→ TASK DESCRIPTION
Return only the lines running from the top of the entries to the line with "use crate::common::error::AppError;", inclusive, exactly as written.

(Stored dataset items)
******************************
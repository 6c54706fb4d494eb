// src/models/property.rs

use chrono::{DateTime, Utc};
use rust_decimal::Decimal;
use serde::{Deserialize, Serialize};
use sqlx::FromRow;
use validator::Validate;

use crate::common::db_utils::{AREA, MONEY, fit_decimal, required};
use crate::common::error::AppError;
use crate::models::record::{NewRecord, Record};
use crate::schema::Table;

// --- Enums (Mapeando o Postgres) ---

#[derive(Debug, Clone, Copy, Default, PartialEq, Eq, Serialize, Deserialize, sqlx::Type)]
#[sqlx(type_name = "unit_status", rename_all = "snake_case")]
#[serde(rename_all = "snake_case")]
pub enum UnitStatus {
    #[default]
    Vacant,
    Occupied,
    UnderMaintenance,
    Reserved,
}

// ---
// 1. Property (o prédio / condomínio)
// ---
#[derive(Debug, Clone, PartialEq, Serialize, Deserialize, FromRow)]
#[serde(rename_all = "camelCase")]
pub struct Property {
    pub id: i64,
    pub name: String,
    pub address: String,
    pub city: String,
    // Dono opcional; vira NULL quando o usuário é removido
    pub owner_id: Option<i64>,
    pub created_at: DateTime<Utc>,
    pub updated_at: DateTime<Utc>,
}

#[derive(Debug, Clone, Deserialize, Validate)]
#[serde(rename_all = "camelCase")]
pub struct NewProperty {
    #[validate(custom(function = "required"), length(max = 100))]
    pub name: String,
    #[validate(custom(function = "required"), length(max = 255))]
    pub address: String,
    #[validate(custom(function = "required"), length(max = 100))]
    pub city: String,
    pub owner_id: Option<i64>,
}

impl Record for Property {
    const TABLE: Table = Table::Properties;
    type Draft = NewProperty;

    fn as_draft(&self) -> NewProperty {
        NewProperty {
            name: self.name.clone(),
            address: self.address.clone(),
            city: self.city.clone(),
            owner_id: self.owner_id,
        }
    }

    fn id(&self) -> i64 {
        self.id
    }

    fn key_part(&self, column: &str) -> Option<String> {
        match column {
            "name" => Some(self.name.clone()),
            "address" => Some(self.address.clone()),
            _ => None,
        }
    }

    fn foreign_key(&self, column: &str) -> Option<i64> {
        match column {
            "owner_id" => self.owner_id,
            _ => None,
        }
    }

    fn clear_foreign_key(&mut self, column: &str) {
        if column == "owner_id" {
            self.owner_id = None;
        }
    }

    fn touch(&mut self, now: DateTime<Utc>) {
        self.updated_at = now;
    }
}

impl NewRecord for NewProperty {
    type Record = Property;

    fn into_record(self, id: i64, now: DateTime<Utc>) -> Property {
        Property {
            id,
            name: self.name,
            address: self.address,
            city: self.city,
            owner_id: self.owner_id,
            created_at: now,
            updated_at: now,
        }
    }
}

// ---
// 2. Unit (o espaço alugável dentro de uma Property)
// ---
#[derive(Debug, Clone, PartialEq, Serialize, Deserialize, FromRow)]
#[serde(rename_all = "camelCase")]
pub struct Unit {
    pub id: i64,
    pub property_id: i64,
    pub unit_number: String,
    pub bedrooms: i32,
    pub area_sqm: Option<Decimal>,
    pub status: UnitStatus,
    pub monthly_rent: Decimal,
    pub created_at: DateTime<Utc>,
    pub updated_at: DateTime<Utc>,
}

#[derive(Debug, Clone, Deserialize, Validate)]
#[serde(rename_all = "camelCase")]
pub struct NewUnit {
    pub property_id: i64,
    #[validate(custom(function = "required"), length(max = 20))]
    pub unit_number: String,
    #[serde(default)]
    pub bedrooms: i32,
    pub area_sqm: Option<Decimal>,
    #[serde(default)]
    pub status: UnitStatus,
    pub monthly_rent: Decimal,
}

impl Record for Unit {
    const TABLE: Table = Table::Units;
    type Draft = NewUnit;

    fn as_draft(&self) -> NewUnit {
        NewUnit {
            property_id: self.property_id,
            unit_number: self.unit_number.clone(),
            bedrooms: self.bedrooms,
            area_sqm: self.area_sqm,
            status: self.status,
            monthly_rent: self.monthly_rent,
        }
    }

    fn id(&self) -> i64 {
        self.id
    }

    fn key_part(&self, column: &str) -> Option<String> {
        match column {
            "property_id" => Some(self.property_id.to_string()),
            "unit_number" => Some(self.unit_number.clone()),
            _ => None,
        }
    }

    fn foreign_key(&self, column: &str) -> Option<i64> {
        match column {
            "property_id" => Some(self.property_id),
            _ => None,
        }
    }

    fn check_constraints(&self) -> Result<(), &'static str> {
        if self.monthly_rent < Decimal::ZERO {
            return Err("ck_units_monthly_rent");
        }
        if self.bedrooms < 0 {
            return Err("ck_units_bedrooms");
        }
        Ok(())
    }

    fn fit_numeric(&mut self) -> Result<(), AppError> {
        fit_decimal(&mut self.monthly_rent, MONEY, Table::Units, "monthly_rent")?;
        if let Some(area) = self.area_sqm.as_mut() {
            fit_decimal(area, AREA, Table::Units, "area_sqm")?;
        }
        Ok(())
    }

    fn touch(&mut self, now: DateTime<Utc>) {
        self.updated_at = now;
    }
}

impl NewRecord for NewUnit {
    type Record = Unit;

    fn into_record(self, id: i64, now: DateTime<Utc>) -> Unit {
        Unit {
            id,
            property_id: self.property_id,
            unit_number: self.unit_number,
            bedrooms: self.bedrooms,
            area_sqm: self.area_sqm,
            status: self.status,
            monthly_rent: self.monthly_rent,
            created_at: now,
            updated_at: now,
        }
    }
}
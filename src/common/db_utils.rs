use rust_decimal::{Decimal, RoundingStrategy};
use sqlx::error::ErrorKind;
use sqlx::postgres::PgDatabaseError;
use validator::Validate;

use crate::common::error::{AppError, ReferenceConflict};
use crate::schema::Table;

/// Tipo de comando que gerou o erro; decide o lado da violação de FK.
#[derive(Debug, Clone, Copy, PartialEq, Eq)]
pub(crate) enum Operation {
    Write,
    Delete,
}

// ---
// Converte erros do banco nos tipos de restrição da aplicação
// ---
pub(crate) fn classify_db_error(err: sqlx::Error, table: Table, op: Operation) -> AppError {
    let classified = if let sqlx::Error::Database(db_err) = &err {
        let constraint = db_err.constraint().unwrap_or("desconhecida").to_string();
        let column = || {
            db_err
                .try_downcast_ref::<PgDatabaseError>()
                .and_then(|pg| pg.column())
                .unwrap_or("desconhecida")
                .to_string()
        };
        match db_err.kind() {
            ErrorKind::UniqueViolation => Some(AppError::UniqueViolation { constraint }),
            ErrorKind::ForeignKeyViolation => Some(AppError::ForeignKeyViolation {
                constraint,
                conflict: match op {
                    Operation::Write => ReferenceConflict::MissingParent,
                    Operation::Delete => ReferenceConflict::StillReferenced,
                },
            }),
            // O Postgres informa a coluna no campo `column` do erro
            ErrorKind::NotNullViolation => Some(AppError::MissingRequiredField { table, column: column() }),
            ErrorKind::CheckViolation => Some(AppError::CheckViolation { constraint }),
            // 22001: texto maior que o VARCHAR; 22003: número fora do NUMERIC
            _ => match db_err.code().as_deref() {
                Some("22001") | Some("22003") => {
                    Some(AppError::ValueOutOfRange { table, column: column() })
                }
                _ => None,
            },
        }
    } else {
        None
    };

    match classified {
        Some(app_err) => {
            tracing::warn!("Restrição violada em {}: {}", table, app_err);
            app_err
        }
        None => AppError::DatabaseError(err),
    }
}

// ---
// Precisão das colunas NUMERIC (dígitos totais, casas decimais)
// ---
pub(crate) const MONEY: (u32, u32) = (12, 2);
pub(crate) const AREA: (u32, u32) = (10, 2);

/// Arredonda para a escala da coluna (meio para longe do zero, como o Postgres)
/// e rejeita valores com mais dígitos inteiros do que a precisão permite.
pub(crate) fn fit_decimal(
    value: &mut Decimal,
    (precision, scale): (u32, u32),
    table: Table,
    column: &str,
) -> Result<(), AppError> {
    let rounded = value.round_dp_with_strategy(scale, RoundingStrategy::MidpointAwayFromZero);
    let limit = Decimal::from_i128_with_scale(10_i128.pow(precision - scale), 0);

    if rounded.abs() >= limit {
        return Err(AppError::ValueOutOfRange { table, column: column.to_string() });
    }

    *value = rounded;
    Ok(())
}

/// Valida um rascunho antes de qualquer escrita.
/// Campos de texto obrigatórios vazios viram `MissingRequiredField`, o resto `ValidationError`.
pub(crate) fn validate_draft<D: Validate>(draft: &D, table: Table) -> Result<(), AppError> {
    let Err(errors) = draft.validate() else {
        return Ok(());
    };

    let mut missing: Vec<String> = errors
        .field_errors()
        .into_iter()
        .filter(|(_, field_errors)| field_errors.iter().any(|e| e.code == "required"))
        .map(|(field, _)| field.to_string())
        .collect();
    missing.sort();

    match missing.into_iter().next() {
        Some(column) => Err(AppError::MissingRequiredField { table, column }),
        None => Err(AppError::ValidationError(errors)),
    }
}

/// Validador usado nos rascunhos: texto obrigatório não pode ser vazio.
pub fn required(value: &str) -> Result<(), validator::ValidationError> {
    if value.trim().is_empty() {
        let mut err = validator::ValidationError::new("required");
        err.message = Some("Este campo é obrigatório.".into());
        return Err(err);
    }
    Ok(())
}

#[cfg(test)]
mod tests {
    use super::*;
    use sqlx::error::DatabaseError;
    use std::borrow::Cow;
    use std::fmt;
    use validator::Validate;

    #[derive(Debug)]
    struct FakeDbError {
        kind: ErrorKind,
        constraint: Option<&'static str>,
        code: Option<&'static str>,
    }

    impl fmt::Display for FakeDbError {
        fn fmt(&self, f: &mut fmt::Formatter<'_>) -> fmt::Result {
            write!(f, "fake database error")
        }
    }

    impl std::error::Error for FakeDbError {}

    impl DatabaseError for FakeDbError {
        fn message(&self) -> &str {
            "fake database error"
        }

        fn code(&self) -> Option<Cow<'_, str>> {
            self.code.map(Cow::Borrowed)
        }

        fn as_error(&self) -> &(dyn std::error::Error + Send + Sync + 'static) {
            self
        }

        fn as_error_mut(&mut self) -> &mut (dyn std::error::Error + Send + Sync + 'static) {
            self
        }

        fn into_error(self: Box<Self>) -> Box<dyn std::error::Error + Send + Sync + 'static> {
            self
        }

        fn constraint(&self) -> Option<&str> {
            self.constraint
        }

        fn kind(&self) -> ErrorKind {
            match self.kind {
                ErrorKind::UniqueViolation => ErrorKind::UniqueViolation,
                ErrorKind::ForeignKeyViolation => ErrorKind::ForeignKeyViolation,
                ErrorKind::NotNullViolation => ErrorKind::NotNullViolation,
                ErrorKind::CheckViolation => ErrorKind::CheckViolation,
                _ => ErrorKind::Other,
            }
        }
    }

    fn db_error(kind: ErrorKind, constraint: Option<&'static str>) -> sqlx::Error {
        sqlx::Error::Database(Box::new(FakeDbError { kind, constraint, code: None }))
    }

    fn db_error_with_code(code: &'static str) -> sqlx::Error {
        sqlx::Error::Database(Box::new(FakeDbError {
            kind: ErrorKind::Other,
            constraint: None,
            code: Some(code),
        }))
    }

    #[test]
    fn unique_violation_keeps_constraint_name() {
        let err = classify_db_error(
            db_error(ErrorKind::UniqueViolation, Some("uq_roles_name")),
            Table::Roles,
            Operation::Write,
        );
        assert!(matches!(err, AppError::UniqueViolation { ref constraint } if constraint == "uq_roles_name"));
    }

    #[test]
    fn foreign_key_side_depends_on_operation() {
        let on_write = classify_db_error(
            db_error(ErrorKind::ForeignKeyViolation, Some("fk_units_property")),
            Table::Units,
            Operation::Write,
        );
        assert!(matches!(
            on_write,
            AppError::ForeignKeyViolation { conflict: ReferenceConflict::MissingParent, .. }
        ));

        let on_delete = classify_db_error(
            db_error(ErrorKind::ForeignKeyViolation, Some("fk_leases_unit")),
            Table::Units,
            Operation::Delete,
        );
        assert!(matches!(
            on_delete,
            AppError::ForeignKeyViolation { conflict: ReferenceConflict::StillReferenced, .. }
        ));
    }

    #[test]
    fn not_null_without_pg_details_still_classified() {
        let err = classify_db_error(
            db_error(ErrorKind::NotNullViolation, None),
            Table::Tenants,
            Operation::Write,
        );
        assert!(matches!(err, AppError::MissingRequiredField { table: Table::Tenants, .. }));
    }

    #[test]
    fn overflow_and_overlong_text_are_out_of_range() {
        for code in ["22003", "22001"] {
            let err = classify_db_error(db_error_with_code(code), Table::Units, Operation::Write);
            assert!(
                matches!(err, AppError::ValueOutOfRange { table: Table::Units, .. }),
                "SQLSTATE {}",
                code
            );
        }

        let err = classify_db_error(db_error_with_code("40001"), Table::Units, Operation::Write);
        assert!(matches!(err, AppError::DatabaseError(_)));
    }

    #[test]
    fn decimals_fit_the_column_scale() {
        let mut rent = Decimal::new(12_345, 3);
        fit_decimal(&mut rent, MONEY, Table::Units, "monthly_rent").unwrap();
        assert_eq!(rent, Decimal::new(1_235, 2));

        let mut negative = Decimal::new(-12_345, 3);
        fit_decimal(&mut negative, MONEY, Table::Units, "monthly_rent").unwrap();
        assert_eq!(negative, Decimal::new(-1_235, 2));

        // 9_999_999_999.995 arredonda para onze dígitos inteiros
        let mut edge = Decimal::new(9_999_999_999_995, 3);
        assert!(fit_decimal(&mut edge, MONEY, Table::Units, "monthly_rent").is_err());

        let mut max = Decimal::new(999_999_999_999, 2);
        fit_decimal(&mut max, MONEY, Table::Units, "monthly_rent").unwrap();
        assert_eq!(max, Decimal::new(999_999_999_999, 2));
    }

    #[test]
    fn other_errors_pass_through() {
        let err = classify_db_error(sqlx::Error::RowNotFound, Table::Roles, Operation::Write);
        assert!(matches!(err, AppError::DatabaseError(sqlx::Error::RowNotFound)));
        assert!(!err.is_constraint_violation());
    }

    #[derive(Validate)]
    struct Sample {
        #[validate(custom(function = "required"))]
        name: String,
        #[validate(length(max = 3))]
        code: String,
    }

    #[test]
    fn blank_required_field_is_reported_as_missing() {
        let draft = Sample { name: "  ".into(), code: "ok".into() };
        let err = validate_draft(&draft, Table::Roles).unwrap_err();
        assert!(matches!(err, AppError::MissingRequiredField { ref column, .. } if column == "name"));
    }

    #[test]
    fn other_validation_failures_stay_generic() {
        let draft = Sample { name: "admin".into(), code: "toolong".into() };
        let err = validate_draft(&draft, Table::Roles).unwrap_err();
        assert!(matches!(err, AppError::ValidationError(_)));
    }
}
******************************
→ ANSWER
repository 6c54706fb4d494eb
// src/models/property.rs

use chrono::{DateTime, Utc};
use rust_decimal::Decimal;
use serde::{Deserialize, Serialize};
use sqlx::FromRow;
use validator::Validate;

use crate::common::db_utils::{AREA, MONEY, fit_decimal, required};
use crate::common::error::AppError;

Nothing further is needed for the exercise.